Ketika pembinaan hari Senin minggu lalu, diumumkan agar setiap kelas XII menampilkan suatu pertunjukan saat acara perpisahan sekolah. Setelah beberapa jam menghabiskan waktu untuk berunding, sekaligus telah disetujui oleh Ibu Dona sang wali kelas, akhirnya kelas XII IPA 2 memutuskan akan menampilkan semacam pertunjukan musik tradisional dengan menggunakan lagu masa kini. Sebenarnya Aldi yang memberikan ide tersebut. Dia terkadang memang memiliki ide-ide yang bagus.
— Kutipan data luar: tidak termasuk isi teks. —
//! Rust blocks, parsed with `syn`.
//!
//! A block is tried first as a whole source file, then as the body of a
//! function, since documentation snippets are often bare statements. Lines
//! hidden with mdBook's `# ` prefix take part in the parse.

use super::{last_line, Analysis, SymbolSite, Symbols, SyntaxIssue};
use proc_macro2::Span;
use syn::ext::IdentExt;
use syn::visit::{self, Visit};
use syn::{Ident, Item, Path, Stmt, UseTree};

/// Prelude names, primitive types and the standard crates.
pub const BUILTIN_SYMBOLS: &[&str] = &[
    "bool", "char", "str", "u8", "u16", "u32", "u64", "u128", "usize", "i8", "i16", "i32", "i64",
    "i128", "isize", "f32", "f64", "Option", "Some", "None", "Result", "Ok", "Err", "Vec",
    "String", "Box", "ToString", "ToOwned", "Clone", "Copy", "Send", "Sync", "Sized", "Unpin",
    "Drop", "Fn", "FnMut", "FnOnce", "Default", "Eq", "PartialEq", "Ord", "PartialOrd",
    "Iterator", "IntoIterator", "Extend", "DoubleEndedIterator", "ExactSizeIterator", "AsRef",
    "AsMut", "Into", "From", "TryFrom", "TryInto", "FromIterator", "drop", "std", "core", "alloc",
];

/// Names that are never references to a document symbol.
const PATH_KEYWORDS: &[&str] = &["self", "Self", "super", "crate"];

enum Snippet {
    File(syn::File),
    Statements(Vec<Stmt>),
}

pub fn analyze(code: &str) -> Analysis {
    let source = unhide_lines(code);
    match parse(&source) {
        Ok((snippet, line_offset)) => Analysis::ok(collect_symbols(&snippet, line_offset)),
        Err(issue) => Analysis::failed(issue),
    }
}

/// Restores lines hidden with mdBook's `# ` prefix. `##` escapes a literal `#`.
fn unhide_lines(code: &str) -> String {
    code.lines()
        .map(|line| {
            let trimmed = line.trim_start();
            if trimmed == "#" {
                ""
            } else if let Some(rest) = trimmed.strip_prefix("# ") {
                rest
            } else if trimmed.starts_with("##") {
                &trimmed[1..]
            } else {
                line
            }
        })
        .collect::<Vec<_>>()
        .join("\n")
}

/// Parses the snippet and returns it with the number of lines the wrapper added.
///
/// When both attempts fail, the error that got further into the source is
/// reported.
fn parse(source: &str) -> Result<(Snippet, usize), SyntaxIssue> {
    let file_err = match syn::parse_file(source) {
        Ok(file) => return Ok((Snippet::File(file), 0)),
        Err(e) => e,
    };

    let wrapped = format!("{{\n{}\n}}", source);
    let block_err = match syn::parse_str::<syn::Block>(&wrapped) {
        Ok(block) => return Ok((Snippet::Statements(block.stmts), 1)),
        Err(e) => e,
    };

    let file_issue = to_issue(&file_err, source, 0);
    let block_issue = to_issue(&block_err, source, 1);
    let progress = |issue: &SyntaxIssue| (issue.line, issue.column.unwrap_or(0));

    if progress(&block_issue) > progress(&file_issue) {
        Err(block_issue)
    } else {
        Err(file_issue)
    }
}

fn to_issue(err: &syn::Error, source: &str, line_offset: usize) -> SyntaxIssue {
    let message = err.to_string();
    let start = err.span().start();

    if message.contains("end of input") || start.line <= line_offset {
        return SyntaxIssue {
            line: last_line(source),
            column: None,
            message,
        };
    }

    SyntaxIssue {
        line: (start.line - line_offset).min(last_line(source)),
        column: Some(start.column + 1),
        message,
    }
}

fn item_ident(item: &Item) -> Option<&Ident> {
    match item {
        Item::Const(i) => Some(&i.ident),
        Item::Enum(i) => Some(&i.ident),
        Item::Fn(i) => Some(&i.sig.ident),
        Item::Macro(i) => i.ident.as_ref(),
        Item::Mod(i) => Some(&i.ident),
        Item::Static(i) => Some(&i.ident),
        Item::Struct(i) => Some(&i.ident),
        Item::Trait(i) => Some(&i.ident),
        Item::TraitAlias(i) => Some(&i.ident),
        Item::Type(i) => Some(&i.ident),
        Item::Union(i) => Some(&i.ident),
        _ => None,
    }
}

fn collect_symbols(snippet: &Snippet, line_offset: usize) -> Symbols {
    let mut collector = SymbolCollector {
        line_offset,
        symbols: Symbols::default(),
        glob_import: false,
    };

    let items: Vec<&Item> = match snippet {
        Snippet::File(file) => file.items.iter().collect(),
        Snippet::Statements(stmts) => stmts
            .iter()
            .filter_map(|stmt| match stmt {
                Stmt::Item(item) => Some(item),
                _ => None,
            })
            .collect(),
    };

    for ident in items.into_iter().filter_map(item_ident) {
        let name = ident.unraw().to_string();
        // Every example may carry its own `main`.
        if name == "_" || name == "main" {
            continue;
        }
        let line = collector.line_of(ident.span());
        collector
            .symbols
            .declarations
            .push(SymbolSite::new(name, line));
    }

    match snippet {
        Snippet::File(file) => collector.visit_file(file),
        Snippet::Statements(stmts) => {
            for stmt in stmts {
                collector.visit_stmt(stmt);
            }
        }
    }

    let mut symbols = collector.symbols;
    if collector.glob_import {
        symbols.references.clear();
    }
    symbols
}

struct SymbolCollector {
    line_offset: usize,
    symbols: Symbols,
    glob_import: bool,
}

impl SymbolCollector {
    fn line_of(&self, span: Span) -> usize {
        span.start().line.saturating_sub(self.line_offset).max(1)
    }

    fn bind(&mut self, ident: &Ident) {
        self.symbols.bindings.insert(ident.unraw().to_string());
    }

    fn bind_use_tree(&mut self, tree: &UseTree, parent: Option<&Ident>) {
        match tree {
            UseTree::Path(p) => self.bind_use_tree(&p.tree, Some(&p.ident)),
            UseTree::Name(n) if n.ident == "self" => {
                if let Some(parent) = parent {
                    self.bind(parent);
                }
            }
            UseTree::Name(n) => self.bind(&n.ident),
            UseTree::Rename(r) => self.bind(&r.rename),
            UseTree::Glob(_) => self.glob_import = true,
            UseTree::Group(g) => {
                for tree in &g.items {
                    self.bind_use_tree(tree, parent);
                }
            }
        }
    }

    /// Records the leading segment of `path` as a use-site.
    ///
    /// Multi-segment paths that start lowercase name modules of other crates.
    fn reference(&mut self, path: &Path) {
        if path.leading_colon.is_some() {
            return;
        }
        let Some(first) = path.segments.first() else {
            return;
        };
        let name = first.ident.unraw().to_string();
        if PATH_KEYWORDS.contains(&name.as_str()) {
            return;
        }
        if path.segments.len() > 1 && name.starts_with(|c: char| c.is_lowercase()) {
            return;
        }
        let line = self.line_of(first.ident.span());
        self.symbols.references.push(SymbolSite::new(name, line));
    }
}

impl<'ast> Visit<'ast> for SymbolCollector {
    fn visit_item(&mut self, item: &'ast Item) {
        if let Some(ident) = item_ident(item) {
            self.bind(ident);
        }
        match item {
            Item::ExternCrate(i) => match &i.rename {
                Some((_, rename)) => self.bind(rename),
                None => self.bind(&i.ident),
            },
            Item::Use(u) => self.bind_use_tree(&u.tree, None),
            Item::Impl(i) => {
                if let Some((_, path, _)) = &i.trait_ {
                    self.reference(path);
                }
            }
            _ => {}
        }
        visit::visit_item(self, item);
    }

    fn visit_signature(&mut self, sig: &'ast syn::Signature) {
        self.bind(&sig.ident);
        visit::visit_signature(self, sig);
    }

    fn visit_variant(&mut self, variant: &'ast syn::Variant) {
        self.bind(&variant.ident);
        visit::visit_variant(self, variant);
    }

    fn visit_trait_item(&mut self, item: &'ast syn::TraitItem) {
        match item {
            syn::TraitItem::Const(c) => self.bind(&c.ident),
            syn::TraitItem::Type(t) => self.bind(&t.ident),
            _ => {}
        }
        visit::visit_trait_item(self, item);
    }

    fn visit_impl_item(&mut self, item: &'ast syn::ImplItem) {
        match item {
            syn::ImplItem::Const(c) => self.bind(&c.ident),
            syn::ImplItem::Type(t) => self.bind(&t.ident),
            _ => {}
        }
        visit::visit_impl_item(self, item);
    }

    fn visit_type_param(&mut self, param: &'ast syn::TypeParam) {
        self.bind(&param.ident);
        visit::visit_type_param(self, param);
    }

    fn visit_const_param(&mut self, param: &'ast syn::ConstParam) {
        self.bind(&param.ident);
        visit::visit_const_param(self, param);
    }

    fn visit_pat_ident(&mut self, pat: &'ast syn::PatIdent) {
        self.bind(&pat.ident);
        visit::visit_pat_ident(self, pat);
    }

    fn visit_expr_path(&mut self, expr: &'ast syn::ExprPath) {
        if expr.qself.is_none() {
            self.reference(&expr.path);
        }
        visit::visit_expr_path(self, expr);
    }

    fn visit_type_path(&mut self, ty: &'ast syn::TypePath) {
        if ty.qself.is_none() {
            self.reference(&ty.path);
        }
        visit::visit_type_path(self, ty);
    }

    fn visit_expr_struct(&mut self, expr: &'ast syn::ExprStruct) {
        if expr.qself.is_none() {
            self.reference(&expr.path);
        }
        visit::visit_expr_struct(self, expr);
    }

    fn visit_pat_struct(&mut self, pat: &'ast syn::PatStruct) {
        if pat.qself.is_none() {
            self.reference(&pat.path);
        }
        visit::visit_pat_struct(self, pat);
    }

    fn visit_pat_tuple_struct(&mut self, pat: &'ast syn::PatTupleStruct) {
        if pat.qself.is_none() {
            self.reference(&pat.path);
        }
        visit::visit_pat_tuple_struct(self, pat);
    }

    fn visit_trait_bound(&mut self, bound: &'ast syn::TraitBound) {
        self.reference(&bound.path);
        visit::visit_trait_bound(self, bound);
    }
}

#[cfg(test)]
mod tests {
    use super::*;

    fn names(sites: &[SymbolSite]) -> Vec<&str> {
        sites.iter().map(|s| s.name.as_str()).collect()
    }

    #[test]
    fn test_valid_file() {
        let analysis = analyze(
            "struct Point { x: i32, y: i32 }\n\nfn origin() -> Point {\n    Point { x: 0, y: 0 }\n}\n",
        );
        assert!(analysis.issue.is_none(), "{:?}", analysis.issue);
        assert_eq!(names(&analysis.symbols.declarations), vec!["Point", "origin"]);
        assert_eq!(analysis.symbols.declarations[1].line, 3);
        assert!(names(&analysis.symbols.references).contains(&"Point"));
    }

    #[test]
    fn test_statements_snippet() {
        let analysis = analyze("let v = vec![1, 2, 3];\nlet total: i32 = v.iter().sum();\n");
        assert!(analysis.issue.is_none(), "{:?}", analysis.issue);
        assert!(analysis.symbols.bindings.contains("v"));
        assert!(analysis.symbols.bindings.contains("total"));
        assert!(analysis.symbols.declarations.is_empty());
    }

    #[test]
    fn test_statement_lines_are_not_shifted() {
        let analysis = analyze("let a = 1;\nlet b = missing(a);\n");
        let missing = analysis
            .symbols
            .references
            .iter()
            .find(|s| s.name == "missing")
            .unwrap();
        assert_eq!(missing.line, 2);
    }

    #[test]
    fn test_syntax_error_line() {
        let issue = analyze("fn main() {\n    let x = ;\n}\n").issue.unwrap();
        assert_eq!(issue.line, 2);
        assert!(issue.column.is_some());
    }

    #[test]
    fn test_unclosed_item_is_reported() {
        let issue = analyze("fn main() {\n    println!(\"hi\");\n").issue.unwrap();
        assert!((1..=2).contains(&issue.line), "line {}", issue.line);
    }

    #[test]
    fn test_hidden_lines_are_parsed() {
        let analysis = analyze("# use std::collections::HashMap;\n# fn main() {\nlet m: HashMap<u8, u8> = HashMap::new();\n# }\n");
        assert!(analysis.issue.is_none(), "{:?}", analysis.issue);
        assert!(analysis.symbols.bindings.contains("HashMap"));
    }

    #[test]
    fn test_unhide_lines() {
        assert_eq!(unhide_lines("# let x = 1;\n#\n##[derive]\nfoo"), "let x = 1;\n\n#[derive]\nfoo");
        assert_eq!(unhide_lines("#[derive(Debug)]"), "#[derive(Debug)]");
    }

    #[test]
    fn test_main_is_not_a_declaration() {
        let analysis = analyze("fn main() {}\n");
        assert!(analysis.symbols.declarations.is_empty());
    }

    #[test]
    fn test_module_paths_are_not_references() {
        let analysis = analyze("fn f() { let s = serde_json::to_string(&1); Config::load(); }\n");
        let refs = names(&analysis.symbols.references);
        assert!(!refs.contains(&"serde_json"));
        assert!(refs.contains(&"Config"));
    }

    #[test]
    fn test_glob_import_drops_references() {
        let analysis = analyze("use crate::prelude::*;\nfn f() -> Widget { Widget::new() }\n");
        assert!(analysis.issue.is_none());
        assert!(analysis.symbols.references.is_empty());
    }

    #[test]
    fn test_use_self_binds_parent() {
        let analysis = analyze("use std::io::{self, Write};\nfn f() -> io::Result<()> { Ok(()) }\n");
        assert!(analysis.symbols.bindings.contains("io"));
        assert!(analysis.symbols.bindings.contains("Write"));
    }

    #[test]
    fn test_generics_and_trait_bounds() {
        let analysis = analyze("fn show<T: Render>(item: T) -> T { item }\n");
        assert!(analysis.symbols.bindings.contains("T"));
        assert!(analysis.symbols.bindings.contains("item"));
        assert!(names(&analysis.symbols.references).contains(&"Render"));
    }
}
Pertunjukan musik yang telah digagaskan mengharuskan kami untuk berlatih setidaknya dua kali dalam seminggu agar dapat memberikan penampilan yang menarik, yaitu ketika berlangsungnya jam pelajaran seni musik juga ketika adanya jam pelajaran yang kosong. Menjadikan ruang musik seperti ruang pribadi XII IPA 2, karena kenyataannya memang hanya kelas kami yang bolak-balik ke ruangan itu. Seperti halnya hari ini, kami kembali berlatih di jam pelajaran yang kosong dikarenakan guru Bahasa Perancis yang berhalangan hadir.
Kusudahi waktu latihan yang sudah berlangsung kurang lebih dua jam. Lama-lama telingaku mendadak tuli jika terus-menerus mendengar permainan kami yang belum seratus persen benar alias masih sumbang. Padahal ini sudah latihan yang ketujuh kalinya. Memang acara perpisahan sekolah masih terbilang cukup lama, tapi tetap saja harus ada yang namanya kemajuan. Vino dan Grace yang bertanggung jawab atas tim vokal, juga Sonya dan Zaki yang bertanggung jawab atas tim musik sampai pusing memikirkan bagaimana jadinya pertunjukan kami nanti.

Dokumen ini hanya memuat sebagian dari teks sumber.